[Excerpts from a dataset]
********************
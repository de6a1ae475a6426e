// This Source Code Form is subject to the terms of the Mozilla Public
// License, v. 2.0. If a copy of the MPL was not distributed with this
// file, You can obtain one at http://mozilla.org/MPL/2.0/.

//! Sexagesimal string formatting for catalogue display columns.

/// Format a right ascension (degrees) as `HH:MM:SS.SS`.
pub fn format_hms(ra_deg: f64) -> String {
    let hours = ra_deg.rem_euclid(360.0) / 15.0;
    let h = hours.trunc();
    let m = (hours - h) * 60.0;
    let m_trunc = m.trunc();
    let s = (m - m_trunc) * 60.0;
    format!("{:02.0}:{:02.0}:{:05.2}", h, m_trunc, s)
}

/// Format a declination (degrees) as `+DD:MM:SS.S` (sign always shown).
pub fn format_dms(dec_deg: f64) -> String {
    let sign = if dec_deg < 0.0 { '-' } else { '+' };
    let abs = dec_deg.abs();
    let d = abs.trunc();
    let m = (abs - d) * 60.0;
    let m_trunc = m.trunc();
    let s = (m - m_trunc) * 60.0;
    format!("{}{:02.0}:{:02.0}:{:04.1}", sign, d, m_trunc, s)
}

#[cfg(test)]
mod tests {
    use super::*;

    #[test]
    fn hms_of_zero() {
        assert_eq!(format_hms(0.0), "00:00:00.00");
    }

    #[test]
    fn dms_of_negative_dec() {
        assert_eq!(format_dms(-27.5), "-27:30:00.0");
    }

    #[test]
    fn dms_of_positive_dec_has_explicit_sign() {
        assert_eq!(format_dms(12.25), "+12:15:00.0");
    }
}
// This Source Code Form is subject to the terms of the Mozilla Public
// License, v. 2.0. If a copy of the MPL was not distributed with this
// file, You can obtain one at http://mozilla.org/MPL/2.0/.

/*!
This module handles interfacing with C.

Foreign functions from the ERFA astrometry library are declared here; the
native symbols are provided by the `erfa-sys` crate's linked `liberfa`.
 */

pub(crate) mod erfa;
// This Source Code Form is subject to the terms of the Mozilla Public
// License, v. 2.0. If a copy of the MPL was not distributed with this
// file, You can obtain one at http://mozilla.org/MPL/2.0/.

//! Catalogue serialization. CSV/VO-table/FITS-table/SQLite/DS9/Kvis writers
//! are external collaborators; this crate ships a JSON reference writer
//! good enough to drive the test suite and downstream tooling that doesn't
//! need a legacy format.

use std::fs::File;
use std::io::Write;
use std::path::Path;

use serde_json::{json, Value};

use super::{CatalogueError, OutputSource};
use crate::coord::Frame;
use crate::Catalogue;

/// The output-table contract. Implementations other than [`JsonWriter`]
/// (CSV, VOTable, FITS binary table, SQLite, DS9/Kvis region files) are out
/// of scope for the core.
pub trait CatalogueWriter {
    fn write(&self, catalogue: &Catalogue, path: &Path) -> Result<(), CatalogueError>;
}

/// Writes the catalogue as a JSON array of objects, one per component (and,
/// if present, one per island-integrated record, tagged `"island_record":
/// true`). Galactic-frame catalogues rename `ra`/`dec`/`err_ra`/`err_dec` to
/// `lon`/`lat`/`err_lon`/`err_lat`.
#[derive(Default)]
pub struct JsonWriter;

impl JsonWriter {
    fn record_to_value(source: &OutputSource, frame: Frame, is_island_record: bool) -> Value {
        let (lon_key, lat_key, err_lon_key, err_lat_key) = match frame {
            Frame::Equatorial => ("ra", "dec", "err_ra", "err_dec"),
            Frame::Galactic => ("lon", "lat", "err_lon", "err_lat"),
        };
        let mut value = json!({
            "island": source.island,
            "source": source.source,
            "background": source.background,
            "local_rms": source.local_rms,
            lon_key: source.ra,
            lat_key: source.dec,
            err_lon_key: source.err_ra,
            err_lat_key: source.err_dec,
            "peak_flux": source.peak_flux,
            "err_peak_flux": source.err_peak_flux,
            "int_flux": source.int_flux,
            "err_int_flux": source.err_int_flux,
            "a": source.a,
            "err_a": source.err_a,
            "b": source.b,
            "err_b": source.err_b,
            "pa": source.pa,
            "err_pa": source.err_pa,
            "flags": source.flags,
        });
        if frame == Frame::Equatorial {
            value["ra_str"] = json!(source.ra_str);
            value["dec_str"] = json!(source.dec_str);
        }
        if is_island_record {
            value["island_record"] = json!(true);
        }
        value
    }
}

impl CatalogueWriter for JsonWriter {
    fn write(&self, catalogue: &Catalogue, path: &Path) -> Result<(), CatalogueError> {
        let frame = catalogue.frame.unwrap_or(Frame::Equatorial);
        let mut records: Vec<Value> = catalogue
            .components
            .iter()
            .map(|c| Self::record_to_value(c, frame, false))
            .collect();
        records.extend(
            catalogue
                .islands
                .iter()
                .map(|i| Self::record_to_value(&i.0, frame, true)),
        );

        let mut file = File::create(path)?;
        serde_json::to_writer_pretty(&mut file, &records)?;
        file.write_all(b"\n")?;
        Ok(())
    }
}
// This Source Code Form is subject to the terms of the Mozilla Public
// License, v. 2.0. If a copy of the MPL was not distributed with this
// file, You can obtain one at http://mozilla.org/MPL/2.0/.

use clap::Parser;

fn main() {
    let args = aegean::AegeanArgs::parse();
    if let Err(e) = aegean::cli::run(args) {
        eprintln!("error: {e}");
        std::process::exit(1);
    }
}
********************
### Task description
In the records above, find each line that holds the word "super"; copy all such lines.

### Answer to the exercise
    use super::*;
use super::{CatalogueError, OutputSource};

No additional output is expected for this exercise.